(THE PROBLEM): Check the material that follows for the word "INSERT" and say how many lines contain it, with no other words.

(DATA LISTING):
************

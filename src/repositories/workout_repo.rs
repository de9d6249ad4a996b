use chrono::{DateTime, Utc};
use rusqlite::types::Value;
use rusqlite::{Connection, OptionalExtension};
use uuid::Uuid;

use super::push_range;
use crate::db::{self, to_sql_timestamp, DbPool};
use crate::error::{AppError, Result};
use crate::models::fields::normalize_text;
use crate::models::{CreateWorkoutSet, FromSqliteRow, TimeRange, Workout, WorkoutSet};

#[derive(Clone)]
pub struct WorkoutRepository {
    pool: DbPool,
}

fn next_set_index(conn: &Connection, workout_id: &str) -> rusqlite::Result<i64> {
    conn.query_row(
        "SELECT COALESCE(MAX(set_index), 0) + 1 FROM workout_sets WHERE workout_id = ?",
        [workout_id],
        |row| row.get(0),
    )
}

impl WorkoutRepository {
    pub fn new(pool: DbPool) -> Self {
        Self { pool }
    }

    /// The user's workouts with `started_at` in `[from, to)`, newest first.
    pub async fn list(
        &self,
        user_id: &str,
        range: &TimeRange,
        limit: i64,
        offset: i64,
    ) -> Result<(Vec<Workout>, i64)> {
        let mut clauses = vec!["user_id = ?".to_string()];
        let mut params = vec![Value::Text(user_id.to_string())];
        push_range("started_at", range, &mut clauses, &mut params);
        let where_sql = clauses.join(" AND ");

        let pool = self.pool.clone();
        tokio::task::spawn_blocking(move || {
            let conn = pool.get()?;
            let total: i64 = conn.query_row(
                &format!("SELECT COUNT(*) FROM workouts WHERE {}", where_sql),
                rusqlite::params_from_iter(params.iter()),
                |row| row.get(0),
            )?;

            let mut page_params = params;
            page_params.push(Value::Integer(limit));
            page_params.push(Value::Integer(offset));
            let mut stmt = conn.prepare(&format!(
                "SELECT * FROM workouts WHERE {} ORDER BY started_at DESC, id LIMIT ? OFFSET ?",
                where_sql
            ))?;
            let workouts = stmt
                .query_map(rusqlite::params_from_iter(page_params.iter()), Workout::from_row)?
                .collect::<rusqlite::Result<Vec<_>>>()?;
            Ok((workouts, total))
        })
        .await
        .map_err(|e| AppError::Internal(e.to_string()))?
    }

    pub async fn find_by_id_for_user(&self, id: &str, user_id: &str) -> Result<Option<Workout>> {
        let pool = self.pool.clone();
        let id = id.to_string();
        let user_id = user_id.to_string();
        tokio::task::spawn_blocking(move || {
            let conn = pool.get()?;
            let mut stmt = conn.prepare("SELECT * FROM workouts WHERE id = ? AND user_id = ?")?;
            let result = stmt
                .query_row(rusqlite::params![id, user_id], Workout::from_row)
                .optional()?;
            Ok(result)
        })
        .await
        .map_err(|e| AppError::Internal(e.to_string()))?
    }

    pub async fn create(
        &self,
        user_id: &str,
        started_at: DateTime<Utc>,
        note: Option<String>,
    ) -> Result<Workout> {
        let now = db::now();
        let workout = Workout {
            id: Uuid::new_v4().to_string(),
            user_id: user_id.to_string(),
            started_at: db::truncate_to_stored(started_at),
            ended_at: None,
            note: normalize_text(note),
            created_at: now,
            updated_at: now,
        };
        let workout_clone = workout.clone();

        let pool = self.pool.clone();
        tokio::task::spawn_blocking(move || -> Result<()> {
            let conn = pool.get()?;
            conn.execute(
                "INSERT INTO workouts (id, user_id, started_at, ended_at, note, created_at, updated_at)
                 VALUES (?, ?, ?, NULL, ?, ?, ?)",
                rusqlite::params![
                    workout_clone.id,
                    workout_clone.user_id,
                    to_sql_timestamp(&workout_clone.started_at),
                    workout_clone.note,
                    to_sql_timestamp(&workout_clone.created_at),
                    to_sql_timestamp(&workout_clone.updated_at)
                ],
            )?;
            Ok(())
        })
        .await
        .map_err(|e| AppError::Internal(e.to_string()))??;

        Ok(workout)
    }

    /// Write back an edited workout after validating it.
    pub async fn update(&self, mut workout: Workout) -> Result<Workout> {
        workout.started_at = db::truncate_to_stored(workout.started_at);
        workout.ended_at = workout.ended_at.map(db::truncate_to_stored);
        workout.validate()?;
        workout.updated_at = db::now();
        let workout_clone = workout.clone();

        let pool = self.pool.clone();
        tokio::task::spawn_blocking(move || -> Result<()> {
            let conn = pool.get()?;
            conn.execute(
                "UPDATE workouts SET started_at = ?, ended_at = ?, note = ?, updated_at = ?
                 WHERE id = ? AND user_id = ?",
                rusqlite::params![
                    to_sql_timestamp(&workout_clone.started_at),
                    workout_clone.ended_at.as_ref().map(to_sql_timestamp),
                    workout_clone.note,
                    to_sql_timestamp(&workout_clone.updated_at),
                    workout_clone.id,
                    workout_clone.user_id
                ],
            )?;
            Ok(())
        })
        .await
        .map_err(|e| AppError::Internal(e.to_string()))??;

        Ok(workout)
    }

    /// Delete a workout together with its sets.
    pub async fn delete(&self, id: &str, user_id: &str) -> Result<bool> {
        let pool = self.pool.clone();
        let id = id.to_string();
        let user_id = user_id.to_string();
        tokio::task::spawn_blocking(move || {
            let mut conn = pool.get()?;
            let tx = conn.transaction()?;
            let owned: Option<String> = tx
                .query_row(
                    "SELECT id FROM workouts WHERE id = ? AND user_id = ?",
                    rusqlite::params![id, user_id],
                    |row| row.get(0),
                )
                .optional()?;
            if owned.is_none() {
                return Ok(false);
            }
            tx.execute("DELETE FROM workout_sets WHERE workout_id = ?", [&id])?;
            tx.execute("DELETE FROM workouts WHERE id = ?", [&id])?;
            tx.commit()?;
            Ok(true)
        })
        .await
        .map_err(|e| AppError::Internal(e.to_string()))?
    }

    /// Sets of a workout ordered by `set_index`, then creation time.
    pub async fn list_sets(&self, workout_id: &str) -> Result<Vec<WorkoutSet>> {
        let pool = self.pool.clone();
        let workout_id = workout_id.to_string();
        tokio::task::spawn_blocking(move || {
            let conn = pool.get()?;
            let mut stmt = conn.prepare(
                "SELECT * FROM workout_sets WHERE workout_id = ?
                 ORDER BY set_index, created_at, id",
            )?;
            let sets = stmt
                .query_map([&workout_id], WorkoutSet::from_row)?
                .collect::<rusqlite::Result<Vec<_>>>()?;
            Ok(sets)
        })
        .await
        .map_err(|e| AppError::Internal(e.to_string()))?
    }

    /// Find a set whose workout belongs to `user_id`.
    pub async fn find_set_for_user(&self, id: &str, user_id: &str) -> Result<Option<WorkoutSet>> {
        let pool = self.pool.clone();
        let id = id.to_string();
        let user_id = user_id.to_string();
        tokio::task::spawn_blocking(move || {
            let conn = pool.get()?;
            let mut stmt = conn.prepare(
                "SELECT s.* FROM workout_sets s
                 JOIN workouts w ON w.id = s.workout_id
                 WHERE s.id = ? AND w.user_id = ?",
            )?;
            let result = stmt
                .query_row(rusqlite::params![id, user_id], WorkoutSet::from_row)
                .optional()?;
            Ok(result)
        })
        .await
        .map_err(|e| AppError::Internal(e.to_string()))?
    }

    /// Add a set to a workout. A missing or zero `set_index` appends after
    /// the current last set.
    pub async fn create_set(&self, workout_id: &str, input: CreateWorkoutSet) -> Result<WorkoutSet> {
        let pool = self.pool.clone();
        let workout_id = workout_id.to_string();
        let now = db::now();
        tokio::task::spawn_blocking(move || {
            let mut conn = pool.get()?;
            let tx = conn.transaction()?;
            let set_index = match input.set_index {
                Some(index) if index != 0 => index,
                _ => next_set_index(&tx, &workout_id)?,
            };
            let set = WorkoutSet {
                id: Uuid::new_v4().to_string(),
                workout_id,
                exercise_id: input.exercise_id,
                set_index,
                reps: input.reps,
                weight_kg: input.weight_kg,
                rpe: input.rpe,
                rest_sec: input.rest_sec,
                duration_sec: input.duration_sec,
                distance_m: input.distance_m,
                note: normalize_text(input.note),
                is_warmup: input.is_warmup,
                created_at: now,
                updated_at: now,
            };
            set.validate()?;

            tx.execute(
                "INSERT INTO workout_sets
                    (id, workout_id, exercise_id, set_index, reps, weight_kg, rpe, rest_sec,
                     duration_sec, distance_m, note, is_warmup, created_at, updated_at)
                 VALUES (?, ?, ?, ?, ?, ?, ?, ?, ?, ?, ?, ?, ?, ?)",
                rusqlite::params![
                    set.id,
                    set.workout_id,
                    set.exercise_id,
                    set.set_index,
                    set.reps,
                    set.weight_kg,
                    set.rpe,
                    set.rest_sec,
                    set.duration_sec,
                    set.distance_m,
                    set.note,
                    set.is_warmup,
                    to_sql_timestamp(&set.created_at),
                    to_sql_timestamp(&set.updated_at)
                ],
            )?;
            tx.commit()?;
            Ok(set)
        })
        .await
        .map_err(|e| AppError::Internal(e.to_string()))?
    }

    /// Write back an edited set after validating it.
    pub async fn update_set(&self, mut set: WorkoutSet) -> Result<WorkoutSet> {
        set.validate()?;
        set.updated_at = db::now();
        let set_clone = set.clone();

        let pool = self.pool.clone();
        tokio::task::spawn_blocking(move || -> Result<()> {
            let conn = pool.get()?;
            conn.execute(
                "UPDATE workout_sets
                 SET exercise_id = ?, set_index = ?, reps = ?, weight_kg = ?, rpe = ?,
                     rest_sec = ?, duration_sec = ?, distance_m = ?, note = ?, is_warmup = ?,
                     updated_at = ?
                 WHERE id = ?",
                rusqlite::params![
                    set_clone.exercise_id,
                    set_clone.set_index,
                    set_clone.reps,
                    set_clone.weight_kg,
                    set_clone.rpe,
                    set_clone.rest_sec,
                    set_clone.duration_sec,
                    set_clone.distance_m,
                    set_clone.note,
                    set_clone.is_warmup,
                    to_sql_timestamp(&set_clone.updated_at),
                    set_clone.id
                ],
            )?;
            Ok(())
        })
        .await
        .map_err(|e| AppError::Internal(e.to_string()))??;

        Ok(set)
    }

    pub async fn delete_set(&self, id: &str) -> Result<bool> {
        let pool = self.pool.clone();
        let id = id.to_string();
        tokio::task::spawn_blocking(move || {
            let conn = pool.get()?;
            let rows = conn.execute("DELETE FROM workout_sets WHERE id = ?", [&id])?;
            Ok(rows > 0)
        })
        .await
        .map_err(|e| AppError::Internal(e.to_string()))?
    }
}
use base64::engine::general_purpose::URL_SAFE_NO_PAD;
use base64::Engine;
use rand_core::{OsRng, RngCore};
use sha2::{Digest, Sha256};

/// A URL-safe random token carrying `bytes` bytes of entropy.
pub fn random_token(bytes: usize) -> String {
    let mut buf = vec![0u8; bytes];
    OsRng.fill_bytes(&mut buf);
    URL_SAFE_NO_PAD.encode(buf)
}

/// PKCE verifier and its S256 challenge.
#[derive(Debug, Clone)]
pub struct PkceParams {
    pub code_verifier: String,
    pub code_challenge: String,
}

impl PkceParams {
    pub fn generate() -> Self {
        // 32 bytes encode to a 43 character verifier, the minimum length allowed
        Self::from_verifier(random_token(32))
    }

    pub fn from_verifier(code_verifier: String) -> Self {
        let hash = Sha256::digest(code_verifier.as_bytes());
        Self {
            code_challenge: URL_SAFE_NO_PAD.encode(hash),
            code_verifier,
        }
    }
}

************

(EXERCISE ANSWER): 2